Pit, excelente compositor, assumiu os vocais, mas a mágica tinha se quebrado. O Viper flertou com grunge, tentou se espelhar no Fight, banda de Rob Halford pós-Judas Priest e mudou tudo para mergulhar no rock nacional cantando em português.

Sem o sucesso de antes, vieram os vários hiatos. Machado assumiu de vez o jornalismo - hoje é editor de cultura da revista IstoÉ; Yves substituiu Loro Jones no Capital Inicial; e Pit virou referência como compositor para vários artistas brasileiros, como o próprio Capital Inicial.

 Entre 2012 e 2015 Andre Matos se reuniu com o ex-companheiros em duas turnês celebradas pelo Brasil, mas a agenda carregada do cantor impediu que ocorressem mais projetos - morava na época na Suécia, onde vivia com o filho.

Enquanto Matos decidia seu futuro e engatava shows com o Shaman, o Viper tinha efetivado o ótimo cantor Leandro Caçoilo (Caravcellus, Hardshine) e tentava engatar uma sequência em estúdio para um novo trabalho, mas a pandemia de covid-19 não deixou.

"Timeless" surge 14 anos depois do último disco de inéditas, "All My Life", de 2008. Aparece com um grande empurrão que foi a morte de Andre Matos. 

A banda se trancou no estúdio e produziu uma bela versão para a "The Spreading Soul Forever", com os vocais do cantor morto e belas imagens de São Paulo e dos condomínios onde moraram quando crianças e adolescentes - tem a participação especial de Yves Passarel. É dos clipes mais emocionantes já feitos no Brasil.

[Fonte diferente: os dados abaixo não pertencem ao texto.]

use serde::{Deserialize, Serialize};
use serde_json::Value;
use umbra_protocol::{NewSessionRequest, SessionId, WireEnvelope};

/// One newline-delimited request line.
#[derive(Debug, Serialize, Deserialize)]
#[serde(tag = "type", rename_all = "snake_case")]
pub enum DaemonRequest {
	Status,
	/// New-session request; the capability fields sit next to `type`.
	CreateSession {
		#[serde(flatten)]
		request: NewSessionRequest,
	},
	DeleteSession {
		session_id: SessionId,
	},
	/// Protocol command; per-session commands end with the session id.
	Execute {
		command: String,
		#[serde(default)]
		args: Vec<Value>,
	},
	ListSessions,
	/// Force-deletes every session and stops the daemon.
	Shutdown,
}

/// Every request is answered with the result envelope's wire form.
pub type DaemonResponse = WireEnvelope;
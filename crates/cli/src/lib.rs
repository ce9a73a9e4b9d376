//! Host process for the umbra orchestrator.

pub mod cli;
pub mod config;
pub mod daemon;
pub mod logging;
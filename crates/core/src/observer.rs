//! Shutdown observer: repairs the session registry when a backend dies.

use std::sync::{Arc, Weak};

use tracing::{debug, info, warn};
use umbra_protocol::SessionId;
use umbra_runtime::{Driver, SessionRegistry, ShutdownEvent};

/// Watches `driver` and drops `session_id` from `sessions` if it shuts down unexpectedly.
///
/// Holds the backend weakly; once the registry lets go of it the signal
/// resolves as cancelled and the task ends.
pub(crate) fn watch(sessions: Arc<SessionRegistry>, session_id: SessionId, driver: &Arc<dyn Driver>) {
	let signal = driver.shutdown_signal();
	let driver: Weak<dyn Driver> = Arc::downgrade(driver);
	tokio::spawn(async move {
		match signal.wait().await {
			ShutdownEvent::Cancelled => {
				debug!(target: "umbra.shutdown", session_id = %session_id, "shutdown watch released");
			}
			ShutdownEvent::Unexpected(cause) => {
				warn!(target: "umbra.shutdown", session_id = %session_id, "Closing session, cause was '{cause}'");
				let Some(driver) = driver.upgrade() else {
					return;
				};
				if sessions.remove_if_backed_by(&session_id, &driver).await.is_some() {
					info!(target: "umbra.shutdown", session_id = %session_id, "Removing session '{session_id}' from our master session list");
				}
			}
		}
	});
}
//! Server arguments assembled from command-line flags.

use std::path::Path;

use anyhow::{Context, Result, bail};
use serde_json::Value;
use umbra_protocol::CapabilityMap;
use umbra_runtime::{ReadPolicy, ServerArgs};

use crate::cli::ServeArgs;

/// Environment variable backends read their scratch directory from.
pub const TMP_DIR_ENV: &str = "UMBRA_TMP_DIR";

pub fn server_args(args: &ServeArgs) -> Result<ServerArgs> {
	let default_capabilities = match args.default_capabilities.as_deref() {
		Some(raw) => parse_default_capabilities(raw)?,
		None => CapabilityMap::new(),
	};

	Ok(ServerArgs {
		session_override: args.session_override,
		relaxed_security: args.relaxed_security,
		allow_insecure: args.allow_insecure.clone(),
		deny_insecure: args.deny_insecure.clone(),
		default_capabilities,
		tmp_dir: args.tmp_dir.clone(),
		read_policy: if args.strict_reads {
			ReadPolicy::Locked
		} else {
			ReadPolicy::Relaxed
		},
	})
}

/// Parses inline JSON, or the contents of the file named after a leading `@`.
pub fn parse_default_capabilities(raw: &str) -> Result<CapabilityMap> {
	let (source, text) = match raw.strip_prefix('@') {
		Some(path) => (path, read_file(Path::new(path))?),
		None => ("--default-capabilities", raw.to_string()),
	};

	let value: Value =
		serde_json::from_str(&text).with_context(|| format!("Failed to parse default capabilities from {source}"))?;
	match value {
		Value::Object(map) => Ok(map),
		other => bail!("Default capabilities must be a JSON object, got: {other}"),
	}
}

fn read_file(path: &Path) -> Result<String> {
	std::fs::read_to_string(path)
		.with_context(|| format!("Failed to read default capabilities file: {}", path.display()))
}
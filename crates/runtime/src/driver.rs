//! Backend contract.
//!
//! Every automation engine plugs into the orchestrator through two traits:
//! [`DriverFactory`] builds instances from server arguments, and [`Driver`]
//! is one instance owning at most one session. The orchestrator only ever
//! talks to backends through these traits; it never inspects concrete types.

use async_trait::async_trait;
use serde::{Deserialize, Serialize};
use serde_json::Value;
use umbra_protocol::{CapabilityMap, Protocol, SessionId, Settings, W3cCapabilities};

use crate::config::{SecurityPolicy, ServerArgs};
use crate::error::BackendError;
use crate::shutdown::ShutdownSignal;

/// Backend-reported state shared with sibling sessions of the same type.
pub type DriverData = Value;

/// Result type for backend operations.
pub type BackendResult<T> = std::result::Result<T, BackendError>;

/// Arguments for [`Driver::create_session`].
#[derive(Debug, Clone, Default)]
pub struct CreateSessionArgs {
	/// Processed JSONWP capabilities.
	pub jsonwp: Option<CapabilityMap>,
	/// Client `requiredCapabilities`, forwarded untouched.
	pub required: Option<CapabilityMap>,
	/// Processed W3C capabilities.
	pub w3c: Option<W3cCapabilities>,
	/// Data from committed and in-flight sessions of the same driver type.
	pub siblings: Vec<DriverData>,
}

/// Request route a reverse proxy must never forward to the backend.
#[derive(Debug, Clone, PartialEq, Eq, Serialize, Deserialize)]
pub struct ProxyRoute {
	/// HTTP method, upper-case.
	pub method: String,
	/// Regular expression matched against the request path.
	pub pattern: String,
}

impl ProxyRoute {
	pub fn new(method: impl Into<String>, pattern: impl Into<String>) -> Self {
		Self {
			method: method.into(),
			pattern: pattern.into(),
		}
	}
}

/// One backend instance.
///
/// Instances are created per session request, registered as pending while
/// their session is being created, and committed to the session registry on
/// success.
#[async_trait]
pub trait Driver: Send + Sync {
	/// Display name of the implementation (for example `XCUITestDriver`).
	fn name(&self) -> &str;

	/// Applies insecure-feature gating. Called once, before the session exists.
	fn set_security(&mut self, policy: SecurityPolicy);

	/// Protocol the backend settled on, once known.
	fn protocol(&self) -> Option<Protocol>;

	/// State published to siblings for device/port/singleton coordination.
	///
	/// Committed sessions must return `Some`; pending instances may not know
	/// their data yet.
	fn driver_data(&self) -> Option<DriverData>;

	/// Creates the backend session. May run for minutes.
	async fn create_session(&self, args: CreateSessionArgs) -> BackendResult<(SessionId, Value)>;

	async fn update_settings(&self, settings: Settings) -> BackendResult<()>;

	/// Starts the backend's own idle-session timer.
	fn start_new_command_timeout(&self);

	/// Crash notification for the current session.
	fn shutdown_signal(&self) -> ShutdownSignal;

	/// Aborts the session immediately, firing the crash notification.
	async fn start_unexpected_shutdown(&self, reason: Option<String>) -> BackendResult<()>;

	/// Orderly teardown. `siblings` holds data of the other sessions of this type.
	async fn delete_session(&self, session_id: &SessionId, siblings: Vec<DriverData>) -> BackendResult<Value>;

	/// Executes a protocol command; the session id is the trailing argument.
	async fn execute_command(&self, command: &str, args: Vec<Value>) -> BackendResult<Value>;

	fn proxy_active(&self, _session_id: &SessionId) -> bool {
		false
	}

	fn can_proxy(&self, _session_id: &SessionId) -> bool {
		false
	}

	fn proxy_avoid_list(&self, _session_id: &SessionId) -> Vec<ProxyRoute> {
		Vec::new()
	}
}

/// Builds [`Driver`] instances for one automation engine.
pub trait DriverFactory: Send + Sync {
	/// Display name of the drivers this factory builds.
	fn driver_name(&self) -> &str;

	/// Implementation version, if the factory knows it.
	fn version(&self) -> Option<String>;

	fn create(&self, args: &ServerArgs) -> BackendResult<Box<dyn Driver>>;
}
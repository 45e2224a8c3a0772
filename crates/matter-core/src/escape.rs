//! Tab escaping for YAML headers.
//!
//! YAML forbids tabs as structural indentation, so headers written with
//! tab-indented nesting would be rejected by the generic decoder. This pass
//! rewrites every tab run at the start of a line to two spaces per tab,
//! preserving indentation depth. Tabs elsewhere in a line are untouched.

/// Replace each newline-plus-tab-run with a newline and two spaces per tab.
///
/// A `\r\n` directly before such a tab run is normalized to `\n`. The
/// transform is a fixed point: applying it twice yields the same text.
pub fn escape(text: &str) -> String {
    let mut out = String::with_capacity(text.len());
    let mut rest = text;

    while let Some(nl) = rest.find('\n') {
        let tabs = rest[nl + 1..].bytes().take_while(|&b| b == b'\t').count();
        if tabs == 0 {
            out.push_str(&rest[..nl + 1]);
            rest = &rest[nl + 1..];
            continue;
        }
        let keep = if rest[..nl].ends_with('\r') { nl - 1 } else { nl };
        out.push_str(&rest[..keep]);
        out.push('\n');
        for _ in 0..tabs {
            out.push_str("  ");
        }
        rest = &rest[nl + 1 + tabs..];
    }

    out.push_str(rest);
    out
}
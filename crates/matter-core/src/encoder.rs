//! Front matter stringifying — re-encodes a metadata mapping as a delimited
//! document.
//!
//! YAML mode partitions top-level entries three ways before encoding: plain
//! values go through the generic emitter, date values follow as wall-clock
//! lines, and null values close the header as bare `key:` lines. The generic
//! emitter would otherwise render dates in quoted ISO form and spell nulls
//! out as `null`, neither of which re-parses to the original value. The
//! partition order (plain, dates, nulls) is part of the round-trip contract.
//!
//! JSON mode emits the brace-less object dialect: pretty-printed JSON with
//! the outer braces and one indent level stripped.

use chrono::{DateTime, Utc};
use serde_json::Value as Json;
use serde_yaml::Value as Yaml;

use crate::error::Result;
use crate::timestamp::TimestampCodec;
use crate::types::{Mapping, Value, CONTENT_KEY};

/// Header encoding family. Parsing infers it from the delimiter character;
/// stringify selects it explicitly.
#[derive(Debug, Clone, Copy, PartialEq, Eq, Default)]
pub enum Mode {
    #[default]
    Yaml,
    Json,
}

/// Options for [`stringify`].
#[derive(Debug, Clone, Default)]
pub struct StringifyOptions {
    pub mode: Mode,
    /// Emit the delimiter before the header as well (old style).
    pub prefix_separator: bool,
    /// Delimiter token; defaults to `---` for YAML and `;;;` for JSON.
    pub separator: Option<String>,
}

/// Re-encode a metadata mapping as a delimited document.
///
/// The reserved [`CONTENT_KEY`] entry becomes the body; the remaining entries
/// become the header. A mapping with no metadata keys returns the body
/// unchanged; no header is ever emitted for empty metadata. The mapping is
/// moved in and consumed.
///
/// # Errors
/// Returns an emit error if the generic YAML/JSON encoder rejects the
/// mapping; this does not happen for values produced by
/// [`parse`](crate::parse).
pub fn stringify(mapping: Mapping, options: &StringifyOptions) -> Result<String> {
    let mut content = String::new();
    let mut metadata = Mapping::with_capacity(mapping.len());
    for (key, value) in mapping {
        if key == CONTENT_KEY {
            if let Value::String(text) = value {
                content = text;
            }
        } else {
            metadata.push((key, value));
        }
    }

    if metadata.is_empty() {
        return Ok(content);
    }

    let separator = options.separator.as_deref().unwrap_or(match options.mode {
        Mode::Yaml => "---",
        Mode::Json => ";;;",
    });

    let mut result = String::new();
    if options.prefix_separator {
        result.push_str(separator);
        result.push('\n');
    }
    match options.mode {
        Mode::Yaml => result.push_str(&stringify_yaml(&metadata)?),
        Mode::Json => result.push_str(&stringify_json(&metadata)?),
    }
    result.push_str(separator);
    result.push('\n');
    result.push_str(&content);
    Ok(result)
}

/// Emit the YAML header: generic emitter output first, then date lines, then
/// null lines.
fn stringify_yaml(metadata: &[(String, Value)]) -> Result<String> {
    let codec = TimestampCodec::default();
    let mut plain = serde_yaml::Mapping::new();
    let mut dates: Vec<(&str, &DateTime<Utc>)> = Vec::new();
    let mut nulls: Vec<&str> = Vec::new();

    for (key, value) in metadata {
        match value {
            Value::Null => nulls.push(key.as_str()),
            Value::Date(instant) => dates.push((key.as_str(), instant)),
            other => {
                plain.insert(Yaml::String(key.clone()), to_yaml(other, &codec));
            }
        }
    }

    let mut out = String::new();
    if !plain.is_empty() {
        out.push_str(&serde_yaml::to_string(&plain)?);
    }
    for (key, instant) in dates {
        out.push_str(key);
        out.push_str(": ");
        out.push_str(&format_wall_clock(instant));
        out.push('\n');
    }
    for key in nulls {
        out.push_str(key);
        out.push_str(":\n");
    }
    Ok(out)
}

/// Format a date's stored UTC wall-clock fields, `YYYY-MM-DD HH:MM:SS`.
///
/// No zone conversion, no ISO `T`, no quoting: re-parsing reads the fields
/// back exactly as written.
fn format_wall_clock(instant: &DateTime<Utc>) -> String {
    instant.format("%Y-%m-%d %H:%M:%S").to_string()
}

/// Emit the JSON header dialect: a pretty-printed object with the outer
/// braces and one indent level stripped, leaving `"key": value` lines.
fn stringify_json(metadata: &[(String, Value)]) -> Result<String> {
    let mut map = serde_json::Map::with_capacity(metadata.len());
    for (key, value) in metadata {
        map.insert(key.clone(), to_json(value));
    }

    let pretty = serde_json::to_string_pretty(&Json::Object(map))?;
    let unindented = pretty.replace("\n  ", "\n");
    let body = unindented
        .strip_prefix("{\n")
        .and_then(|s| s.strip_suffix('}'))
        .unwrap_or(&unindented);
    Ok(body.to_string())
}

fn to_yaml(value: &Value, codec: &TimestampCodec) -> Yaml {
    match value {
        Value::Null => Yaml::Null,
        Value::Bool(b) => Yaml::Bool(*b),
        Value::Integer(i) => Yaml::Number((*i).into()),
        Value::Float(f) => Yaml::Number((*f).into()),
        Value::String(s) => Yaml::String(s.clone()),
        // Nested dates stay below the partition; render them canonically.
        Value::Date(instant) => Yaml::String(codec.render(instant)),
        Value::Array(items) => {
            Yaml::Sequence(items.iter().map(|item| to_yaml(item, codec)).collect())
        }
        Value::Object(entries) => Yaml::Mapping(
            entries
                .iter()
                .map(|(k, v)| (Yaml::String(k.clone()), to_yaml(v, codec)))
                .collect(),
        ),
    }
}

fn to_json(value: &Value) -> Json {
    match value {
        Value::Null => Json::Null,
        Value::Bool(b) => Json::Bool(*b),
        Value::Integer(i) => Json::Number((*i).into()),
        Value::Float(f) => serde_json::Number::from_f64(*f).map_or(Json::Null, Json::Number),
        Value::String(s) => Json::String(s.clone()),
        // JSON mode renders dates the generic way: full ISO text.
        Value::Date(instant) => {
            Json::String(instant.format("%Y-%m-%dT%H:%M:%S%.3fZ").to_string())
        }
        Value::Array(items) => Json::Array(items.iter().map(to_json).collect()),
        Value::Object(entries) => Json::Object(
            entries
                .iter()
                .map(|(k, v)| (k.clone(), to_json(v)))
                .collect(),
        ),
    }
}
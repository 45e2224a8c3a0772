//! Delimiter detection — isolates the metadata header from the document body.
//!
//! Two historical layouts are recognized, tried in priority order:
//!
//! 1. **Old style**: the document opens with a delimiter line and the header
//!    runs until the first line carrying exactly the same token
//!    (`---\nfoo\n---\nbody`).
//! 2. **New style**: everything before the first delimiter line is the header
//!    (`foo\n---\nbody`).
//!
//! A document that opens with a delimiter-like prefix but never closes it in
//! old style is plain content, not a header. A delimiter only counts when it
//! occupies its line in entirety; `---foo` never marks a boundary. Body text
//! after the first closing delimiter is returned verbatim, including any
//! further delimiter-shaped lines it contains.

/// Outcome of scanning a document for a front matter header.
///
/// `data` is present iff a header was detected. When it is absent, `content`
/// is the entire input unchanged.
#[derive(Debug, Clone, PartialEq, Default)]
pub struct SplitResult<'a> {
    /// Raw header text, not yet decoded.
    pub data: Option<&'a str>,
    /// Body text following the header, or the whole document.
    pub content: &'a str,
    /// The delimiter token that matched, verbatim (e.g. `---` or `;;;;`).
    /// Its leading character implies the decode mode: `;` is JSON, `-` YAML.
    pub separator: Option<&'a str>,
    /// True when the delimiter appears before and after the header
    /// (old style).
    pub prefix_separator: bool,
}

/// Split a document into header and body.
pub fn split(text: &str) -> SplitResult<'_> {
    if let Some(result) = split_old_style(text) {
        return result;
    }

    // A dangling delimiter prefix means the document resembles an old-style
    // header that never closed: the whole text is body.
    if has_delimiter_prefix(text) {
        return SplitResult {
            content: text,
            ..Default::default()
        };
    }

    if let Some(result) = split_new_style(text) {
        return result;
    }

    SplitResult {
        content: text,
        ..Default::default()
    }
}

/// Old style: `<token>\n<header>\n<token>[\n<body>]`, same token both sides.
fn split_old_style(text: &str) -> Option<SplitResult<'_>> {
    let (first_line, rest) = text.split_once('\n')?;
    let separator = as_delimiter_line(first_line)?;

    let header_start = first_line.len() + 1;
    let mut offset = header_start;
    for line in rest.split('\n') {
        if as_delimiter_line(line) == Some(separator) {
            if offset == header_start {
                return None;
            }
            let data = trim_line_end(&text[header_start..offset - 1]);
            if data.is_empty() {
                return None;
            }
            let content_start = offset + line.len() + 1;
            return Some(SplitResult {
                data: Some(data),
                content: text.get(content_start..).unwrap_or(""),
                separator: Some(separator),
                prefix_separator: true,
            });
        }
        offset += line.len() + 1;
    }
    None
}

/// New style: `<header>\n<token>[\n<body>]`. The earliest delimiter line with
/// non-empty preceding text wins.
fn split_new_style(text: &str) -> Option<SplitResult<'_>> {
    let mut offset = 0;
    for line in text.split('\n') {
        if offset > 0 {
            if let Some(separator) = as_delimiter_line(line) {
                let data = trim_line_end(&text[..offset - 1]);
                if !data.is_empty() {
                    let content_start = offset + line.len() + 1;
                    return Some(SplitResult {
                        data: Some(data),
                        content: text.get(content_start..).unwrap_or(""),
                        separator: Some(separator),
                        prefix_separator: false,
                    });
                }
            }
        }
        offset += line.len() + 1;
    }
    None
}

/// Does the text open with 3+ repetitions of `-` or `;`? The rest of the
/// first line does not matter here; this is what disqualifies `---foo`
/// documents from the new-style scan.
fn has_delimiter_prefix(text: &str) -> bool {
    let mut bytes = text.bytes();
    match bytes.next() {
        Some(first @ (b'-' | b';')) => 1 + bytes.take_while(|&b| b == first).count() >= 3,
        _ => false,
    }
}

/// Check that a line consists solely of 3+ repetitions of `-` or `;`.
/// Returns the token without any trailing `\r`.
fn as_delimiter_line(line: &str) -> Option<&str> {
    let line = line.strip_suffix('\r').unwrap_or(line);
    let first = *line.as_bytes().first()?;
    if first != b'-' && first != b';' {
        return None;
    }
    (line.len() >= 3 && line.bytes().all(|b| b == first)).then_some(line)
}

/// Drop a `\r` left behind when the delimiting `\n` was part of a `\r\n`.
fn trim_line_end(data: &str) -> &str {
    data.strip_suffix('\r').unwrap_or(data)
}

O Viper também buscou um equilíbrio entre passado e futuro e optou por ser menos original do que  Shaman, só que mais visceral em uma tentativa de recriar os momentos mais intensos de "Theatre of Fate", especialmente em "Under the Sun", o primeiro single, com seus belos arranjos vocais e orquestrais - em mais tributo ao quase onipresente Andre Matos.

Caçoilo acerta no tom e na intensidade do power metal de "Under the Sun" - sem exageros e oferecendo exatamente o que a canção pede. 

O mesmo pode-se dizer da boa, mas simples, "Freedom f Speech", esta uma peça reta e direta. Caçoilo evita grandes arroubos e permite que os guitarristas brilhem em uma peça típica dos anos mais "hard rock" do Helloween. A chegada do guitarrista Kiko Shred foi um acerto e tanto, empurrando o som da banda para uma pegada mais "speed".

Com uma trajetória singular dentro do mercado brasileiro, o Viper é um monumento ao rock pesado por mostrar que era possível cair de cabeça no metal e ser referência mesmo contra todas as possibilidades nos difíceis e fascinantes anos 80. Merecia ter estourado mundialmente e maior reconhecimento. "Timeless" é um resgate de uma carreira acidentada, mas fantástica, e aponta para um futuro mais luminoso do que aquele que se abria e,m 23008, com "All My Life".